Longtime American Airlines executive Peter Dolara retires Friday in Miami, handing the reins to the region’s new vice president, Art Torno.
Art Torno still remembers the meeting that changed his career — and ultimately his life.
On a Saturday in 1986 at New York City’s Chrysler building, Peter Dolara — an American Airlines executive who became a longtime mentor — hired Torno to run the airline’s hub in San Juan, Puerto Rico. So began a path that eventually led to Miami, where Dolara retires Friday as senior vice president for Mexico, the Caribbean and Latin America after a more than 40-year career.
Filling that position: Torno, 56, appointed earlier this year as vice president for Mexico, Caribbean and Latin America.He was also stationed here as vice president for Miami from 1991-1999, building the hub with Dolara, and most recently worked as vice president in New York City.
“He’s groomed me for this job for 26 years,” Torno said of Dolara. “He spent a lot of time and patience bringing me along. It’s a great honor and a privilege to step into a vision and into a city that he has really set up very nicely.”
A onetime flight attendant, Torno has been working in Miami since March, shortly after American announced changes in senior management — including a trim from 14 to 10 executives — as part of a restructuring plan following the company’s bankruptcy filing last year. He’s an enthusiastic company man who even met his wife Carolina on the job; they have three children.
In a telephone interview from Colombia Thursday, Torno said he’s been traveling at least once a week to visit one or several countries in the vast region to introduce himself and discuss the company’s restructuring efforts.

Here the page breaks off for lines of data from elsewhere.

//! Run controller: owns the colony state between runs.
//!
//! # Algorithm
//!
//! For each of `num_ants` ants, in order:
//!
//! 1. Build a tour against the current trails
//! 2. Measure its cyclic length
//! 3. Evaporate the whole matrix, then deposit along the tour
//! 4. Replace the best tour if the new one is strictly shorter
//!
//! Every ant sees the trails left by all previous ants of the same run.
//! Steps 3 and 4 only happen once the tour is known to be valid, so a failing
//! ant leaves the matrix and the best result untouched.

use rand::rngs::StdRng;
use rand::{Rng, SeedableRng};

use super::ant::construct_tour;
use super::config::AcoConfig;
use super::error::{AcoError, AcoResult};
use super::pheromone::PheromoneMatrix;
use super::types::{AntEvent, AntObserver, BestResult, RunSummary};
use super::world::{City, World};

/// Stateful ant colony over a fixed world.
///
/// # Examples
///
/// ```
/// use u_antcolony::aco::{AcoConfig, AcoEngine};
///
/// let config = AcoConfig::default().with_num_ants(10).with_seed(42);
/// let mut engine = AcoEngine::with_default_cities(config).unwrap();
/// assert!(engine.best_tour().is_none());
///
/// let summary = engine.run().unwrap();
/// assert_eq!(summary.ants, 10);
/// assert!(engine.best_distance().is_finite());
/// assert_eq!(engine.best_tour().map(|t| t.len()), Some(12));
/// ```
pub struct AcoEngine<R = StdRng> {
    world: World,
    config: AcoConfig,
    pheromones: PheromoneMatrix,
    best: BestResult,
    ants_simulated: usize,
    rng: R,
    observer: Option<Box<dyn AntObserver>>,
}

impl AcoEngine<StdRng> {
    /// Creates an engine seeded from `config.seed`, or randomly when unset.
    pub fn new(world: World, config: AcoConfig) -> AcoResult<Self> {
        let seed = config.seed.unwrap_or_else(rand::random);
        Self::with_rng(world, config, StdRng::seed_from_u64(seed))
    }

    /// Creates an engine over [`World::default`].
    pub fn with_default_cities(config: AcoConfig) -> AcoResult<Self> {
        Self::new(World::default(), config)
    }

    /// Restarts the random stream from `seed`.
    pub fn reseed(&mut self, seed: u64) {
        self.rng = StdRng::seed_from_u64(seed);
        self.config.seed = Some(seed);
    }
}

“I’m making the most of my time because I do want to make sure I’m able to communicate where we’re going as American Airlines and reassure local communities that we’re here, we’re strong, we’re going to grow,” he said.
In Miami, questions remain about how the company’s bankruptcy will affect the region’s 9,000 employees. With contract talks expected to resume with some groups and pilots voting on an agreement, the final number of layoffs at one of the county’s largest private employers is still unknown.
But Torno said he’s confident that the company’s plan to grow all five major hubs by 20 percent is achievable in Miami. “Our vision is to grow and maybe even exceed that,” he said.
Over the next five years, he said, the target is to grow from the current 307 daily flights to 400 a day. Already this year, the airline has announced new service between Miami and Barcelona, Seattle, Brazil and Paraguay.
Those moves are seen as good news by local tourism and economic development officials, who say they look forward to continuing a strong relationship with the airline.
William Talbert III, president and CEO of the Greater Miami Convention & Visitors Bureau, said he’s had meetings with Torno about joint marketing programs and other issues that are important to the destination, which gets 97 percent of its visitors by air.
Nothing in those talks has reflected the airline’s bankruptcy, Talbert said. “I expect the partnership will continue to flourish.”
Just last week, the Beacon Council, Miami-Dade’s economic development partnership, honored Dolara and Torno. At the event, American presented a check for $500,000 as part of the Where Worlds Meet marketing program, which was a previous commitment from the airline.
“We have the money, not just the faux check,” said Beacon Council president and CEO Frank Nero. “That’s what’s important.”
Nero and Torno go back more than 15 years to when Torno was part of the search committee that selected Nero for the Beacon Council position.
“It’s like a renewed relationship with an old friend,” Nero said. “I think not only for me personally but for the South Florida region, there couldn’t have been a better choice. But…he has huge shoes to fill. They’re Shaquille O’Neal-sized shoes.”
Stuart Klaskin, an aviation consultant whose firm Jetstream Aviation Capital is based in Coconut Grove, said Dolara — whose shoes Nero was referring to — is “an immensely respected guy” who he described as an “ambassador and operation czar” for the region.
Klaskin, who does not know Torno personally, said he sees a seamless transition ahead. And while he expects some who had Dolara’s ear will miss the access, he anticipates that others could look forward to forging new connections.
“I think there’ll be people who by their nature will welcome new blood and maybe a chance to reset relationships,” he said.
Dolara has said that he intends to stay in Miami and continue to advocate for the community and the airline. And Torno said he looks forward to working with his mentor to push for the area’s development as a hub for industries other than tourism and service.
During restructuring talks, Torno said Dolara fought against anything that would hurt partnerships that the airline has in Miami.
“My work will be to continue what we’ve done in partnerships and work with the city as we evolve,” Torno said. “I can tell you firmly without a doubt that American Airlines will continue its work in the community and continue its work with sponsorships and be thrilled to be a part of it. This is a long-term strategic commitment for Miami and for American Airlines.”